Le "Non au non" de ce côté-ci du Rhin
 
En France, le "non au non" fait largement écho aux déclarations de la chancelière allemande. Sarkozy-Royal-Merkel : le trio infernal du recyclage de la constitution européenne est désormais en marche. Ils ont tous affiché clairement leur intention commune : contourner le vote populaire du 29 mai, chacun y allant de sa petite nuance. Mais quelle partie de la réponse "non" n'ont-ils pas compris ? A-t-on jamais vu tel un coup de force annoncé à l'avance, qui plus est inscrit dans le programme électoral de candidats à des élections démocratiques ? "Elisez-moi, je m'assoirai sur votre "non"" chantent-ils en coeur.  

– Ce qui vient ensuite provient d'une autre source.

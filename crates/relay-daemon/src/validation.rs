// SPDX-License-Identifier: MIT OR Apache-2.0
//! Request validation for the daemon API.
//!
//! Bodies arrive as raw JSON and are parsed here so that malformed shapes
//! and unknown fields come back as structured 400s instead of the
//! framework's default rejection.

use crate::ApiError;
use serde::de::DeserializeOwned;

/// Maximum accepted payload size in bytes.
pub const MAX_PAYLOAD_BYTES: usize = 1_000_000;

/// Maximum accepted JSON nesting depth for payloads.
pub const MAX_PAYLOAD_DEPTH: usize = 32;

/// Parse a request body into `T`, rejecting unknown fields with a 400.
pub fn parse_body<T: DeserializeOwned>(value: serde_json::Value) -> Result<T, ApiError> {
    serde_json::from_value(value)
        .map_err(|e| ApiError::invalid_request(format!("invalid request body: {e}")))
}

/// Validate a payload value against size and depth guards.
pub fn check_payload(payload: &serde_json::Value) -> Result<(), ApiError> {
    let rendered = payload.to_string();
    if rendered.len() > MAX_PAYLOAD_BYTES {
        return Err(ApiError::invalid_request(format!(
            "payload exceeds {MAX_PAYLOAD_BYTES} bytes"
        )));
    }
    if depth_of(payload) > MAX_PAYLOAD_DEPTH {
        return Err(ApiError::invalid_request(format!(
            "payload exceeds nesting depth {MAX_PAYLOAD_DEPTH}"
        )));
    }
    Ok(())
}

fn depth_of(value: &serde_json::Value) -> usize {
    match value {
        serde_json::Value::Array(items) => {
            1 + items.iter().map(depth_of).max().unwrap_or(0)
        }
        serde_json::Value::Object(map) => {
            1 + map.values().map(depth_of).max().unwrap_or(0)
        }
        _ => 0,
    }
}
// SPDX-License-Identifier: MIT OR Apache-2.0
//! Dead-letter records and reason codes.

use crate::Envelope;
use chrono::{DateTime, Utc};
use schemars::JsonSchema;
use serde::{Deserialize, Serialize};
use uuid::Uuid;

/// Why an envelope was rejected or failed delivery.
#[derive(Clone, Copy, Debug, PartialEq, Eq, Hash, Serialize, Deserialize, JsonSchema)]
#[serde(rename_all = "snake_case")]
pub enum DeadLetterReason {
    /// The visited set reached the hop ceiling.
    HopLimit,
    /// The envelope's deadline passed before acceptance.
    TtlExpired,
    /// The envelope would revisit a subject already on its path.
    CycleDetected,
    /// A budget dimension other than hops/TTL was exhausted.
    BudgetExhausted,
    /// The destination subject failed validation downstream of the edge.
    UnknownSubject,
    /// A binding or adapter referenced an endpoint that no longer exists.
    EndpointNotFound,
    /// Subscribers existed but every delivery attempt failed.
    PublishFailed,
}

impl DeadLetterReason {
    /// Stable wire string for this reason.
    pub fn as_str(&self) -> &'static str {
        match self {
            Self::HopLimit => "hop_limit",
            Self::TtlExpired => "ttl_expired",
            Self::CycleDetected => "cycle_detected",
            Self::BudgetExhausted => "budget_exhausted",
            Self::UnknownSubject => "unknown_subject",
            Self::EndpointNotFound => "endpoint_not_found",
            Self::PublishFailed => "publish_failed",
        }
    }

    /// Parse the wire string back into a reason.
    pub fn parse(s: &str) -> Option<Self> {
        match s {
            "hop_limit" => Some(Self::HopLimit),
            "ttl_expired" => Some(Self::TtlExpired),
            "cycle_detected" => Some(Self::CycleDetected),
            "budget_exhausted" => Some(Self::BudgetExhausted),
            "unknown_subject" => Some(Self::UnknownSubject),
            "endpoint_not_found" => Some(Self::EndpointNotFound),
            "publish_failed" => Some(Self::PublishFailed),
            _ => None,
        }
    }
}

impl std::fmt::Display for DeadLetterReason {
    fn fmt(&self, f: &mut std::fmt::Formatter<'_>) -> std::fmt::Result {
        f.write_str(self.as_str())
    }
}

/// A persisted record of a rejected or undeliverable envelope.
///
/// Exactly one record exists per dead-lettered envelope. `endpoint_hash` is
/// the target subscriber's hash where one was selected; budget rejections
/// that happen before subscriber resolution record the hash of the publish
/// subject instead.
#[derive(Debug, Clone, Serialize, Deserialize, JsonSchema)]
pub struct DeadLetter {
    /// Hash of the endpoint (or publish subject) the envelope was bound for.
    pub endpoint_hash: u64,
    /// Id of the dead-lettered envelope.
    pub message_id: Uuid,
    /// Why it was dead-lettered.
    pub reason: DeadLetterReason,
    /// Full envelope snapshot at the time of failure.
    pub envelope: Envelope,
    /// Instant the failure was recorded.
    pub failed_at: DateTime<Utc>,
}

#[cfg(test)]
mod tests {
    use super::*;

    const ALL_REASONS: &[DeadLetterReason] = &[
        DeadLetterReason::HopLimit,
        DeadLetterReason::TtlExpired,
        DeadLetterReason::CycleDetected,
        DeadLetterReason::BudgetExhausted,
        DeadLetterReason::UnknownSubject,
        DeadLetterReason::EndpointNotFound,
        DeadLetterReason::PublishFailed,
    ];

    #[test]
    fn reason_as_str_parse_roundtrip() {
        for reason in ALL_REASONS {
            assert_eq!(DeadLetterReason::parse(reason.as_str()), Some(*reason));
        }
        assert_eq!(DeadLetterReason::parse("nope"), None);
    }

    #[test]
    fn reason_serde_matches_as_str() {
        for reason in ALL_REASONS {
            let json = serde_json::to_string(reason).unwrap();
            assert_eq!(json, format!("\"{}\"", reason.as_str()));
        }
    }

    #[test]
    fn reason_count_is_stable() {
        assert_eq!(ALL_REASONS.len(), 7);
    }
}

«Je propose que les parties I et II, nous les fassions ratifier par le Parlement français élu au mois de juin. Ainsi nous débloquerions les choses» avait clairement indiqué le candidat de l'UMP dès le 16 décembre à Lyon, présupposant que ni le super-Etat fédéral de la partie I, ni l'éviction des droits de l'Homme et du Citoyen par la partie II, ne souffraient la moindre contestation. Idem pour sa concurrente socialiste, avec toutefois un léger changement de méthode. Dans un discours prononcé à Luxembourg aujourd'hui, Ségolène Royal a indiqué qu'elle reposerait en 2009, non pas au Parlement mais aux Français, la question à laquelle ces derniers ont déjà répondu "non". "Je ne veux pas que les Français pénalisent les pays européens qui se sont déjà prononcés (sur la Constitution)", faisant sans doute référence aux seize ratifications obtenues par la voie du Parlement, où il s'est évidemment trouvé une majorité docile, comme en France, du reste. Mme Royal accorde visiblement plus de portée politique à un "oui" parlementaire qu'à un "non" populaire, et à un "oui" venu de l'étranger, qu'à un "non" venu du peuple français, dont acte. Pour espérer le succès lors de ce nouveau référendum "sur un traité qui permette aux institutions européennes de fonctionner", Mme Royal propose d'annexer au traité constitutionnel rejeté, un volet social, destiné à apaiser son aile gauche, et en l'appelant "traité fondamental de base" - ce que sont d'ailleurs par définition tous les traités européens - plutôt que "constitution", histoire de changer un peu l'emballage avant de nous resservir la même soupe.

Deux ans après avoir rejeté l'Europe sans démocratie et sans souverainetés (super-Etat fédéral, art 6 et 7 notamment), sans protections (symbolisée par l'affaire Bolkestein et la partie III), sans limite ni identité (posée par la question Turque) et sans indépendance vis à vis des Etats-Unis (l'Otan inscrit dans le Traité), les 55% de Français qui seraient presque 60% aujourd'hui, n'auront-ils le choix qu'entre renier leur "non" avec M. Sarkozy ou renier leur "non" avec Mme Royal ? A droite, celui en qui la presse a reconnu le leader du "non" du 29 mai, Philippe de Villiers, ne peut que dénoncer un véritable « coup de force anti-démocratique ». S'opposant aux «élites technocratiques qui rejettent la volonté populaire et le verdict des urnes, il entend incarner par sa candidature présidentielle, le "Non majoritaire". En attendant de mesurer l'amplitude de cette réitération du vote "non" par les électeurs français et donc la réussite de son pari, tout démocrate a le devoir de se poser la question objectivement : le premier tour de l'élection présidentielle a-t-il vraiment été annulé, comme l'ont décidé les rédactions et les sondeurs, ou bien verra-t-on un porte-parole du "non", malgré l'ostracisme médiatique, faire irruption au second tour ? Le grande affaire européenne, deux ans après le "non", va-t-elle échapper aux débats électoraux et donc aux urnes ? De la réponse à ces questions, qui apparaîtra au soir du premier tour, chacun quelle que soit ses opinions ou ses choix, pourra tirer une indication forte sur l'état de santé de la démocratie française.